[Collected data entries]
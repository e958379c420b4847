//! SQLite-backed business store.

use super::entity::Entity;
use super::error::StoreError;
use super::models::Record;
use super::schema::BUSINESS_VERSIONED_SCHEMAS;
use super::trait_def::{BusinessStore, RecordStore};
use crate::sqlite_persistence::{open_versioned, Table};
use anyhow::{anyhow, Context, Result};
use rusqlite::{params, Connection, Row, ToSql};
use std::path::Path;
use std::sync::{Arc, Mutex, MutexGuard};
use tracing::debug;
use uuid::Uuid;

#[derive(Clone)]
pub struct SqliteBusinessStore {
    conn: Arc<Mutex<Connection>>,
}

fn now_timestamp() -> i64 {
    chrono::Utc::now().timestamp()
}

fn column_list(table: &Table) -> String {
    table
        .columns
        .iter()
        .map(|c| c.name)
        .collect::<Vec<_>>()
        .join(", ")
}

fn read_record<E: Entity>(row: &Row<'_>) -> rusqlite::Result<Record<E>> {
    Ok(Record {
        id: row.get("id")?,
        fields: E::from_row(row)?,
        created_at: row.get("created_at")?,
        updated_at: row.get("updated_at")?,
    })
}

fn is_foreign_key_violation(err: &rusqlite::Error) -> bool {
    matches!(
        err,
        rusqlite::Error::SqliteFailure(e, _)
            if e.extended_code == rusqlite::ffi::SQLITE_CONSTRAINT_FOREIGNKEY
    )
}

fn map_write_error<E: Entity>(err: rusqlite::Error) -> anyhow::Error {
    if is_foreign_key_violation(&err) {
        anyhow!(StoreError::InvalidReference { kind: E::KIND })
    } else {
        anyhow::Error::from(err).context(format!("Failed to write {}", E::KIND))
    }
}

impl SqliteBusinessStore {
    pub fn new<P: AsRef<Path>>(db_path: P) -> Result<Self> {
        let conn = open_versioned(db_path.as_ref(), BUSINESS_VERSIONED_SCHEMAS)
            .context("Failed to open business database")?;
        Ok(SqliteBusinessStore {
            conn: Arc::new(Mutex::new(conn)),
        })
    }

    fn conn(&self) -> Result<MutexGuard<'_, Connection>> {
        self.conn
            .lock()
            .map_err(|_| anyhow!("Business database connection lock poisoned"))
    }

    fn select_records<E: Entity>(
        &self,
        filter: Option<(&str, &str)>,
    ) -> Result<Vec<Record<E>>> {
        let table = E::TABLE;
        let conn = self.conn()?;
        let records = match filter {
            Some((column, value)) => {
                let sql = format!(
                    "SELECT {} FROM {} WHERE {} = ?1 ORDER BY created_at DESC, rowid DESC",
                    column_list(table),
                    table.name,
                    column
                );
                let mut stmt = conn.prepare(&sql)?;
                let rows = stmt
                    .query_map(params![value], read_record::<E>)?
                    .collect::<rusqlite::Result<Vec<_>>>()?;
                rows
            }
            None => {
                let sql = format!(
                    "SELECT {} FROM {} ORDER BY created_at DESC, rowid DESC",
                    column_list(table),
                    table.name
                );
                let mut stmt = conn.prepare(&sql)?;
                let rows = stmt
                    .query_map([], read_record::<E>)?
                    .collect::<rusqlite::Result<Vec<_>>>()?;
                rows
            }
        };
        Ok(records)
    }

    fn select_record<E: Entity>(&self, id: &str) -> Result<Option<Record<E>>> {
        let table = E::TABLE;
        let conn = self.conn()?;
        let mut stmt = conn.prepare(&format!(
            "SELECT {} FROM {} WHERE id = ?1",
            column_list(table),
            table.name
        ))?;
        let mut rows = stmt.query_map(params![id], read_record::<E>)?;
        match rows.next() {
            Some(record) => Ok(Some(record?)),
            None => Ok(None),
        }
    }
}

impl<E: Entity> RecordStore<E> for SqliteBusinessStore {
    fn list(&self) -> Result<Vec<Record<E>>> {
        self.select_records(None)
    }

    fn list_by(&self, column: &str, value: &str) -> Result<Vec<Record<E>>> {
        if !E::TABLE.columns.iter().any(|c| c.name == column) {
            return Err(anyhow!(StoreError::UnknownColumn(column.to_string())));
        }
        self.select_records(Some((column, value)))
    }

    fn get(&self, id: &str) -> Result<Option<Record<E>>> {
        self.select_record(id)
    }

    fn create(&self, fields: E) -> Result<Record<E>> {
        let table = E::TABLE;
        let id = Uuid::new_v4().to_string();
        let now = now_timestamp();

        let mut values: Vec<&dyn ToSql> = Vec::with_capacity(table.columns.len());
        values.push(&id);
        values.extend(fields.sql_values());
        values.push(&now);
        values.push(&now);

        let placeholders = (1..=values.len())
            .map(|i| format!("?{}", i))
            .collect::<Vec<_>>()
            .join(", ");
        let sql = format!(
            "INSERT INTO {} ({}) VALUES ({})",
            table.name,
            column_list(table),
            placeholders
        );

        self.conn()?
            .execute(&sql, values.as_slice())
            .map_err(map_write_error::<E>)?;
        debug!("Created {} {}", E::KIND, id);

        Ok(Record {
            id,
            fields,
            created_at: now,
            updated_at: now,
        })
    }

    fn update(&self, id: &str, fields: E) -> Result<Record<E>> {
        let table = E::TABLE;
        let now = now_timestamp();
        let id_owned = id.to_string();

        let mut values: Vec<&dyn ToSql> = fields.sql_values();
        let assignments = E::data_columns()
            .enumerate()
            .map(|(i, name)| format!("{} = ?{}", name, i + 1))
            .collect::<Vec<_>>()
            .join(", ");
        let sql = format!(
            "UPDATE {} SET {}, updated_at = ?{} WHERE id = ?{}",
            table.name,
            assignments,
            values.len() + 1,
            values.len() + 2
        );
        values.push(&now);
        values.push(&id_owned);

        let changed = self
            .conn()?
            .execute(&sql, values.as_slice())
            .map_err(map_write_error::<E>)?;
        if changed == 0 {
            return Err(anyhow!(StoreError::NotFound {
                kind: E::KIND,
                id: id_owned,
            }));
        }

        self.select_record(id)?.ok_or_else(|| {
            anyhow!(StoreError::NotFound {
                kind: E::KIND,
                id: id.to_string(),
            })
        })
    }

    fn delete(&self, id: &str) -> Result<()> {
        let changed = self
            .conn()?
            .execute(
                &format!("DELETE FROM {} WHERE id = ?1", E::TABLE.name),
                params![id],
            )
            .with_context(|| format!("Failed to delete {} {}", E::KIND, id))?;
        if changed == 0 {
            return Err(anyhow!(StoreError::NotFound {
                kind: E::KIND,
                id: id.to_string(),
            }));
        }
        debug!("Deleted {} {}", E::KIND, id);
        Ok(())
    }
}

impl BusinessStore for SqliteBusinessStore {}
...
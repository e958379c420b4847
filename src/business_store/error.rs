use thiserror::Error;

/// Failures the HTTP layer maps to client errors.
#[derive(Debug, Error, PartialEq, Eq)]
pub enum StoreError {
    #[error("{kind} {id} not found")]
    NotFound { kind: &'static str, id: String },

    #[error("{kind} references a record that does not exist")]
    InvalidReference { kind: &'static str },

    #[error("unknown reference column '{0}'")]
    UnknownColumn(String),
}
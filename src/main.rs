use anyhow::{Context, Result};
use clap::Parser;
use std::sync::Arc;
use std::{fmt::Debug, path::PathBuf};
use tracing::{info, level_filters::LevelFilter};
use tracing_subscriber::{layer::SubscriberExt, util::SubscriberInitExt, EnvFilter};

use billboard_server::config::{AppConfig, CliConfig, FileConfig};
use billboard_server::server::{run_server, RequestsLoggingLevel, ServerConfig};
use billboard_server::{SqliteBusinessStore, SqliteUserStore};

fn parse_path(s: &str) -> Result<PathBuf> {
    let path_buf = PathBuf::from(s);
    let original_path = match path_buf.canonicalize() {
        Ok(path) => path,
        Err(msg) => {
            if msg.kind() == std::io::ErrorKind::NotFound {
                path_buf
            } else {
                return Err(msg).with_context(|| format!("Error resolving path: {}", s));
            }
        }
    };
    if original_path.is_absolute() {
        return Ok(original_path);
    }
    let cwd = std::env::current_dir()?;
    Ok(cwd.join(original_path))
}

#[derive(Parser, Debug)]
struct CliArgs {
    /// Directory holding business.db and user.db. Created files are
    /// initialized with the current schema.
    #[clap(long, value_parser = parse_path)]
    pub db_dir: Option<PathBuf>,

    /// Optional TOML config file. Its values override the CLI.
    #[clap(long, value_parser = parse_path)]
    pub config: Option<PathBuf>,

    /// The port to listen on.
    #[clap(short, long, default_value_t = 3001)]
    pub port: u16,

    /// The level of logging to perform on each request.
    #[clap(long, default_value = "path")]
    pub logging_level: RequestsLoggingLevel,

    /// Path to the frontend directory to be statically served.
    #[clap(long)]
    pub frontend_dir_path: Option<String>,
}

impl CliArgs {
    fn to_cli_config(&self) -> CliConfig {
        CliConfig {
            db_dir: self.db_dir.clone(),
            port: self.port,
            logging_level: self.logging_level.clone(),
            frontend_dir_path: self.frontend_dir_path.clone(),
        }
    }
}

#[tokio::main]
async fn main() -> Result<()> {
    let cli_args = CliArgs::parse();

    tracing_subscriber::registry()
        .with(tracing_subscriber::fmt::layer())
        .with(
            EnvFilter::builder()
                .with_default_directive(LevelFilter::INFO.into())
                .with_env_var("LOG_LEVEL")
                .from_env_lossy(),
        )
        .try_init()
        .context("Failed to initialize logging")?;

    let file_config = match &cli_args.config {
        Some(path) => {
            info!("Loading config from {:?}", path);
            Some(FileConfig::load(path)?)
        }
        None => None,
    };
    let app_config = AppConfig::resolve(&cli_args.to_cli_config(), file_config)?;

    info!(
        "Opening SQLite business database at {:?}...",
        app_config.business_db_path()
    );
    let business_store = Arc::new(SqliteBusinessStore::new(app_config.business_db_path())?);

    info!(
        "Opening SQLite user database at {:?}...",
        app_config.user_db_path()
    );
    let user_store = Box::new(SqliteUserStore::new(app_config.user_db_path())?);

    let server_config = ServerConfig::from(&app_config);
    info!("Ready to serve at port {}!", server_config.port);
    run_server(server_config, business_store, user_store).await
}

[What you need to do]
Read the entries and select each line where the word "LevelFilter" is found.

[Output below]
use tracing::{info, level_filters::LevelFilter};
                .with_default_directive(LevelFilter::INFO.into())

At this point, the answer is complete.